ON Thursday night last week I was in London having dinner alone in a Middle Eastern restaurant. As usual my companion was my newspaper.

I took a seat by a window so I could people gaze and avoid the stares of couples and groups at other tables looking at me as if I was Billy No Mates.

Looking out, I occasionally glimpsed a woman at a window several floors up in a Georgian terrace along a side street.

Returning to my paper, a few seconds later there was a commotion outside which caught the attention of the other diners.

I looked across the road to see scores of people running to the pavement below the house where I had noticed the woman.

The chef left the kitchen and the waiters went outside to watch the unfolding drama. Ambulances and police were quickly on the scene and the woman’s body was taken away with some onlookers actually videoing the emergency services and the unfortunate lady.

My waiter causally, and without any trace of sympathy, remarked to us diners: “Some people are lucky – they do something like that and they survive.”

Unsurprisingly, I lost my appetite.

The event reminded me of another tragedy I witnessed a long time ago in Kew.

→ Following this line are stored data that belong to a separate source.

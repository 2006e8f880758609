//! Application state and the main update loop.

use std::path::PathBuf;

use image::DynamicImage;
use kurbo::{Point, Size};
use markpen_core::input::{Key, Modifiers, MouseButton};
use markpen_core::mark::format_hex_rgb;
use markpen_core::message::HostMessage;
use markpen_core::session::EditorSession;
use markpen_core::store::MarkStore;
use markpen_core::viewport::{Viewport, ZoomDirection};
use markpen_render::export::export_png;
use markpen_render::scene::{SceneParams, paint_scene};

use crate::save::{SaveEvent, SaveWorker};
use crate::ui::{ToolbarAction, ToolbarState, toolbar};

/// The MarkPen application.
pub struct MarkPenApp {
    image_path: PathBuf,
    image: DynamicImage,
    image_size: Size,
    texture: Option<egui::TextureHandle>,
    store: MarkStore,
    viewport: Viewport,
    session: EditorSession,
    /// In-flight saves, each on its own thread.
    saves: Vec<SaveWorker>,
    status: String,
    needs_fit: bool,
}

impl MarkPenApp {
    pub fn new(image_path: PathBuf, image: DynamicImage) -> Self {
        let image_size = Size::new(image.width() as f64, image.height() as f64);
        Self {
            image_path,
            image,
            image_size,
            texture: None,
            store: MarkStore::new(),
            viewport: Viewport::new(),
            session: EditorSession::new(image_size),
            saves: Vec::new(),
            status: String::new(),
            needs_fit: true,
        }
    }

    fn ensure_texture(&mut self, ctx: &egui::Context) {
        if self.texture.is_some() {
            return;
        }
        let rgba = self.image.to_rgba8();
        let size = [rgba.width() as usize, rgba.height() as usize];
        let pixels = rgba.as_flat_samples();
        let color_image = egui::ColorImage::from_rgba_unmultiplied(size, pixels.as_slice());
        self.texture = Some(ctx.load_texture("image", color_image, egui::TextureOptions::LINEAR));
    }

    fn poll_saves(&mut self) {
        let mut i = 0;
        while i < self.saves.len() {
            match self.saves[i].try_recv() {
                Some(event) => {
                    self.saves.remove(i);
                    self.handle_save_event(event);
                }
                None => i += 1,
            }
        }
    }

    fn handle_save_event(&mut self, event: SaveEvent) {
        match event {
            SaveEvent::Finished(path) => {
                self.status = format!("Saved {}", path.display());
            }
            SaveEvent::Cancelled => {
                self.status = "Save cancelled".to_string();
            }
            SaveEvent::Failed(message) => {
                log::error!("save failed: {message}");
                self.status = format!("Save failed: {message}");
            }
        }
    }

    fn start_save(&mut self) {
        match export_png(&self.image, &self.store.marks) {
            Ok(png_bytes) => {
                let message = HostMessage::save_image(&png_bytes);
                if let Ok(json) = message.to_json() {
                    log::debug!("save-image message: {} bytes", json.len());
                }
                let stem = self
                    .image_path
                    .file_stem()
                    .and_then(|stem| stem.to_str())
                    .unwrap_or("image");
                let default_name = format!("{stem}-marked.png");
                self.saves.push(SaveWorker::spawn(message, default_name));
                self.status = "Saving...".to_string();
            }
            Err(err) => {
                log::error!("export failed: {err}");
                self.status = format!("Export failed: {err}");
            }
        }
    }

    fn apply_toolbar_action(&mut self, action: ToolbarAction) {
        match action {
            ToolbarAction::SetMode(mode) => self.session.set_mode(&mut self.store, mode),
            ToolbarAction::SetColor(rgb) => {
                let color = format_hex_rgb(rgb);
                self.session.apply_style(&mut self.store, Some(&color), None);
            }
            ToolbarAction::SetLineWidth(width) => {
                self.session.apply_style(&mut self.store, None, Some(width));
            }
            ToolbarAction::Undo => {
                self.store.undo();
            }
            ToolbarAction::Redo => {
                self.store.redo();
            }
            ToolbarAction::Fit => self.needs_fit = true,
            ToolbarAction::Save => self.start_save(),
        }
    }

    fn handle_keys(&mut self, ctx: &egui::Context) {
        let typing = ctx.wants_keyboard_input();

        ctx.input(|i| {
            // Undo and redo go straight to the store, whatever the mode.
            if i.modifiers.command && i.key_pressed(egui::Key::Z) {
                if i.modifiers.shift {
                    self.store.redo();
                } else {
                    self.store.undo();
                }
            }
            if i.modifiers.command && i.key_pressed(egui::Key::Y) {
                self.store.redo();
            }
            if i.modifiers.command && i.key_pressed(egui::Key::S) {
                self.start_save();
            }

            if !typing {
                if i.key_pressed(egui::Key::Escape) {
                    self.session.key_down(&mut self.store, Key::Escape);
                }
                if i.key_pressed(egui::Key::Delete) {
                    self.session.key_down(&mut self.store, Key::Delete);
                }
                if i.key_pressed(egui::Key::Backspace) {
                    self.session.key_down(&mut self.store, Key::Backspace);
                }
            }
        });
    }

    fn canvas(&mut self, ctx: &egui::Context, ui: &mut egui::Ui) {
        let (response, painter) =
            ui.allocate_painter(ui.available_size(), egui::Sense::click_and_drag());
        let canvas_rect = response.rect;

        if self.needs_fit {
            self.viewport.fit_to_container(
                Size::new(canvas_rect.width() as f64, canvas_rect.height() as f64),
                self.image_size,
            );
            self.needs_fit = false;
        }

        // The wheel zooms in every mode, even mid-gesture.
        if response.hovered() {
            if let Some(cursor) = response.hover_pos() {
                let point = to_canvas_point(cursor, canvas_rect);
                ctx.input(|i| wheel_zoom(&mut self.viewport, i, point));
            }
        }

        let pointer = response
            .hover_pos()
            .or_else(|| ctx.input(|i| i.pointer.latest_pos()));
        if let Some(pos) = pointer {
            let point = to_canvas_point(pos, canvas_rect);
            if response.hovered() && ctx.input(|i| i.pointer.primary_pressed()) {
                let modifiers = to_modifiers(ctx.input(|i| i.modifiers));
                self.session.pointer_down(
                    &mut self.store,
                    &self.viewport,
                    point,
                    MouseButton::Left,
                    modifiers,
                );
            }
            if self.session.is_active() {
                self.session
                    .pointer_move(&mut self.store, &mut self.viewport, point);
            }
            if ctx.input(|i| i.pointer.primary_released()) {
                self.session.pointer_up(
                    &mut self.store,
                    &mut self.viewport,
                    point,
                    MouseButton::Left,
                );
            }
        }

        if let Some(texture) = &self.texture {
            let preview = self.session.preview_mark();
            paint_scene(
                &painter,
                &SceneParams {
                    texture: texture.id(),
                    image_size: self.image_size,
                    viewport: &self.viewport,
                    marks: &self.store.marks,
                    preview: preview.as_ref(),
                },
            );
        }
    }
}

impl eframe::App for MarkPenApp {
    fn update(&mut self, ctx: &egui::Context, _frame: &mut eframe::Frame) {
        self.ensure_texture(ctx);
        self.poll_saves();
        self.handle_keys(ctx);

        let action = egui::TopBottomPanel::top("toolbar")
            .show(ctx, |ui| {
                toolbar(
                    ui,
                    &ToolbarState {
                        mode: self.session.mode,
                        color: self.session.style.rgb(),
                        line_width: self.session.style.line_width,
                        can_undo: self.store.can_undo(),
                        can_redo: self.store.can_redo(),
                        scale: self.viewport.scale,
                        status: &self.status,
                    },
                )
            })
            .inner;
        if let Some(action) = action {
            self.apply_toolbar_action(action);
        }

        egui::CentralPanel::default().show(ctx, |ui| {
            self.canvas(ctx, ui);
        });

        // Keep polling while a save is in flight.
        if !self.saves.is_empty() {
            ctx.request_repaint();
        }
    }
}

fn to_canvas_point(pos: egui::Pos2, canvas_rect: egui::Rect) -> Point {
    Point::new(
        (pos.x - canvas_rect.min.x) as f64,
        (pos.y - canvas_rect.min.y) as f64,
    )
}

fn to_modifiers(modifiers: egui::Modifiers) -> Modifiers {
    Modifiers {
        shift: modifiers.shift,
        ctrl: modifiers.ctrl,
        alt: modifiers.alt,
        meta: modifiers.mac_cmd,
    }
}

/// One zoom step per wheel event at the cursor. Reads the raw delta:
/// the smoothed delta repeats over several frames for a single notch.
fn wheel_zoom(viewport: &mut Viewport, input: &egui::InputState, cursor: Point) {
    let delta = input.raw_scroll_delta.y;
    if delta > 0.0 {
        viewport.zoom_at(cursor, ZoomDirection::In);
    } else if delta < 0.0 {
        viewport.zoom_at(cursor, ZoomDirection::Out);
    }
}
//! Toolbar UI.

use markpen_core::session::Mode;

use crate::shortcuts::ShortcutRegistry;

/// Actions emitted by the toolbar, applied by the app.
#[derive(Debug, Clone, Copy, PartialEq)]
pub enum ToolbarAction {
    SetMode(Mode),
    SetColor([u8; 3]),
    SetLineWidth(f64),
    Undo,
    Redo,
    Fit,
    Save,
}

/// Read-only view of the app state the toolbar renders from.
pub struct ToolbarState<'a> {
    pub mode: Mode,
    pub color: [u8; 3],
    pub line_width: f64,
    pub can_undo: bool,
    pub can_redo: bool,
    pub scale: f64,
    pub status: &'a str,
}

pub fn toolbar(ui: &mut egui::Ui, state: &ToolbarState) -> Option<ToolbarAction> {
    let mut action = None;

    ui.horizontal(|ui| {
        let mut mode = state.mode;
        ui.selectable_value(&mut mode, Mode::Move, "Move");
        ui.selectable_value(&mut mode, Mode::Select, "Select");
        ui.selectable_value(&mut mode, Mode::Mark, "Mark");
        if mode != state.mode {
            action = Some(ToolbarAction::SetMode(mode));
        }

        ui.separator();

        ui.label("Color:");
        let mut color = state.color;
        if ui.color_edit_button_srgb(&mut color).changed() {
            action = Some(ToolbarAction::SetColor(color));
        }

        ui.label("Width:");
        let mut line_width = state.line_width;
        if ui
            .add(egui::Slider::new(&mut line_width, 1.0..=20.0))
            .changed()
        {
            action = Some(ToolbarAction::SetLineWidth(line_width));
        }

        ui.separator();

        if ui
            .add_enabled(state.can_undo, egui::Button::new("Undo"))
            .clicked()
        {
            action = Some(ToolbarAction::Undo);
        }
        if ui
            .add_enabled(state.can_redo, egui::Button::new("Redo"))
            .clicked()
        {
            action = Some(ToolbarAction::Redo);
        }

        ui.separator();

        if ui.button("Fit").clicked() {
            action = Some(ToolbarAction::Fit);
        }
        if ui.button("Save PNG").clicked() {
            action = Some(ToolbarAction::Save);
        }

        ui.separator();

        ui.label(format!("Zoom: {:.0}%", state.scale * 100.0));
        if !state.status.is_empty() {
            ui.label(state.status);
        }

        ui.label("?").on_hover_ui(|ui| {
            for shortcut in ShortcutRegistry::all() {
                ui.label(format!("{:14} {}", shortcut.format(), shortcut.description));
            }
        });
    });

    action
}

After waiting months to get a reservation in a celebrity-owned restaurant, I was walking across the green towards the renowned eatery when a lady walked out in front of a bus.

The poor woman looked as if she lived on the streets and probably, like many street people, suffered from mental health issues.

The bus dragged her under and the car behind hit her too.

I ran over, took off my rain coat and put it over her as we waited for the emergency services. I felt so useless.

I have no practical training or instincts for such situations. I am a tad superstitiously religious and always carried a Rosary ring and a miraculous medal.

I still do today. There, on the spot, I prayed for this lady and took the medal from my wallet and slipped it into her pocket.

On reflection the prayers did more for me than her. When the emergency services arrived I walked to the restaurant but like last Thursday I had no appetite.

A policeman came in to the restaurant and returned my rain-soaked mac, now stained with blood and London grime. I had no inclination to dry clean it so I dumped it in a bin on the way back to my house.

Churchill called it his ‘Black Dog’ but most of us know it as depression and it probably affects us all at one time or another.

It is sometimes just a fleeting moment when everything around looks bleak. Often it requires no help, just a belief in the fact that the sun always rises on a new day.

A very successful Irish businessman once told me that there was a time in the 1970s when, with a large family to support, he was struggling on his uppers to try and find a means to survive.

He got a lucky break and his fortunes changed. But he never forgot the darkness of those torturous days nor the sleepless nights. It’s something that has probably driven his sense of philanthropy ever since.

The recession was tough for many people but particularly for small business owners. It lasted so long that some couldn’t take the burden.

Many of us who ran businesses throughout it know all about the fatigue of mental stress and the weariness that creates a restlessness which in turn refuses to let the brain relax for sleep.

Many cannot share those feelings with loved ones because they are trying to protect them too. All of which increases the burden and invites the Black Dog in.

Teenagers and children are not immune to such feelings either. Cyber-bullying has left many feeling isolated and victimised.

The internet means there is nowhere safe for them as it can reach right into the private sanctum of their bedroom – once a refuge for truculent teenagers.

A friend with two children confided in me that she was at her wits’ end with her son’s behaviour whilst he was being bullied online.

Things came to a head when her nine-year-old lad tried to throw himself from the car whilst she was driving.

We may fear conditions like cancer, dementia or heart failure but we need to be more aware of the stealth murderer that is depression because where the Black Dog stalks, not everyone survives.